Quarries, such as limestone quarries and the like, produce a stone product in a variety of configurations. Such stone product can be utilized in a variety of known different ways, including concrete aggregate, asphalt paving aggregate, concrete blocks, etc. Stone aggregate is used as base material in concrete and asphalt paving, beneath footers and basement of buildings and many other similar known uses. Limestone, particularly when finely crushed, is used as a soil additive in agricultural applications and, if of a very high calcium content, can even be finely processed to be used in cosmetics.
Mining or quarry operations operate to extract the desired stone from the ground in a number of different manners, including boring and stripping. In a quarry, for example, a hole is dug into the ground to remove the soil and stone. Blasting is often utilized to loosen the rock and permit removal thereof. Loaders collect the rock and soil and trucks remove the material to a processing or crushing plant for further processing. In the blasting process, particularly, rock is typically discharged onto the quarry floor where it can become mixed with clay, mud and soil to contaminate the material.

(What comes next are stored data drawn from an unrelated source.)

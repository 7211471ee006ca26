//! Reclaims bonded withdrawals once their root is set on the destination

use alloy::primitives::{B256, U256};
use async_trait::async_trait;
use chrono::Utc;
use std::sync::Arc;
use std::time::Duration;
use tracing::{debug, error, info};

use super::{report, Watcher};
use crate::db::{TransferRoot, TransferRootUpdate, TransferUpdate};
use crate::error::{BonderError, ChainError, HandlerResult, Outcome};
use crate::merkle;
use crate::state::{AppState, ChainContext};
use crate::sync::handlers::refresh_all_settled;

pub struct SettleBondedWithdrawalWatcher {
    state: AppState,
    chain: Arc<ChainContext>,
}

impl SettleBondedWithdrawalWatcher {
    pub fn new(state: AppState, chain: Arc<ChainContext>) -> Self {
        Self { state, chain }
    }

    async fn update(&self, id: B256, update: TransferRootUpdate) -> Result<(), BonderError> {
        self.state.store.update_transfer_root(id, update).await?;
        Ok(())
    }

    async fn set_sent_at(&self, id: B256, sent: bool) -> Result<(), BonderError> {
        self.update(
            id,
            TransferRootUpdate {
                withdrawal_bond_settle_tx_sent_at: Some(sent.then(Utc::now)),
                ..Default::default()
            },
        )
        .await
    }

    /// Ids of this root that the bonder fronted and has not reclaimed yet
    async fn bonded_ids(&self, ids: &[B256]) -> Result<Vec<B256>, BonderError> {
        let client = &self.chain.client;
        let bonder = client.bonder_address();
        let mut bonded = Vec::new();
        for id in ids {
            if client.bonded_withdrawal_amount(bonder, *id).await? > U256::ZERO {
                bonded.push(*id);
            }
        }
        Ok(bonded)
    }

    pub async fn handle(&self, root: &TransferRoot) -> HandlerResult {
        let id = root.transfer_root_id;
        let (Some(root_hash), Some(total), Some(ids)) =
            (root.transfer_root_hash, root.total_amount, root.transfer_ids.as_ref())
        else {
            return Err(BonderError::NotFound(format!("settle fields of root {id}")));
        };

        if !merkle::verify_root(ids, &root_hash) {
            error!(transfer_root_id = %id, "Stored transfer ids do not match root hash, clearing");
            self.update(
                id,
                TransferRootUpdate {
                    transfer_ids: Some(None),
                    ..Default::default()
                },
            )
            .await?;
            return Ok(Outcome::Skipped);
        }

        let on_chain = self.chain.client.transfer_root(root_hash, total).await?;
        if on_chain.total.is_zero() {
            debug!(transfer_root_id = %id, "Root not set on destination yet");
            return Ok(Outcome::Skipped);
        }
        if on_chain.amount_withdrawn == on_chain.total {
            self.update(
                id,
                TransferRootUpdate {
                    all_settled: Some(true),
                    ..Default::default()
                },
            )
            .await?;
            return Ok(Outcome::AlreadyHandled);
        }

        let bonded = self.bonded_ids(ids).await?;
        if bonded.is_empty() {
            refresh_all_settled(&self.state, root_hash, None).await?;
            return Ok(Outcome::Skipped);
        }

        if self.state.is_dry() {
            info!(transfer_root_id = %id, transfers = bonded.len(), "Would settle bonded withdrawals");
            return Ok(Outcome::DryRun);
        }

        self.set_sent_at(id, true).await?;
        let bonder = self.chain.client.bonder_address();
        info!(
            transfer_root_id = %id,
            root_hash = %root_hash,
            transfers = bonded.len(),
            "Settling bonded withdrawals"
        );
        // The contract recomputes the root from the full id list
        let tx_hash = match self
            .chain
            .client
            .settle_bonded_withdrawals(bonder, ids, total)
            .await
        {
            Ok(tx_hash) => tx_hash,
            Err(e) => {
                if matches!(e, ChainError::Reverted { .. } | ChainError::NonceTooLow(_)) {
                    self.set_sent_at(id, false).await?;
                }
                return Err(e.into());
            }
        };

        for transfer_id in &bonded {
            self.state
                .store
                .update_transfer(
                    *transfer_id,
                    TransferUpdate {
                        withdrawal_bond_settled: Some(true),
                        ..Default::default()
                    },
                )
                .await?;
        }
        refresh_all_settled(&self.state, root_hash, None).await?;
        Ok(Outcome::Sent { tx_hash })
    }
}

#[async_trait]
impl Watcher for SettleBondedWithdrawalWatcher {
    fn name(&self) -> &'static str {
        "settle_bonded_withdrawals"
    }

    fn chain(&self) -> &ChainContext {
        &self.chain
    }

    fn poll_interval(&self) -> Duration {
        Duration::from_millis(self.state.timing.settle_poll_interval_ms)
    }

    async fn poll(&self) -> Result<(), BonderError> {
        let clock = self.state.clock();
        let roots = self
            .state
            .store
            .get_unsettled_transfer_roots(self.chain.chain_id, &clock)
            .await?;
        for root in &roots {
            let item = format!("transfer root {}", root.transfer_root_id);
            let result = self.handle(root).await;
            report(&self.state, &self.chain, self.name(), &item, result).await?;
        }
        Ok(())
    }
}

Clay, mud and soil is also found naturally with the rock material when extracted from the ground. Unless the rock material can be adequately separated from the clay, mud and soil the material cannot be sent to the crushing plant as the finished product will be similarly contaminated. Accordingly, contaminates such as clay, mud and soil are unacceptable and substantial amounts thereof render material unusable.
Quarries have typically discarded materials that are deemed to be too heavily contaminated with clay, mud and soil. Generally, such contaminated materials are transported to a designated dump site and stockpiled as rubble. Occasionally, the largest of the rocks are picked from the discarded rubble with traditional equipment, such as a loader or a backhoe. Such activities are quite labor intensive and are not cost effective for the amount of recoverable material that can be gleaned from the operation. Some quarries have tried to utilize screening machines to sift through the discarded rubble, but such machines tend to plug or clog with the contaminates and are thereby rendered useless.
Accordingly, it would be highly desirable to provide an apparatus that could effectively and economically separate the contaminating clay, mud and soil from rocks found in the discarded rubble.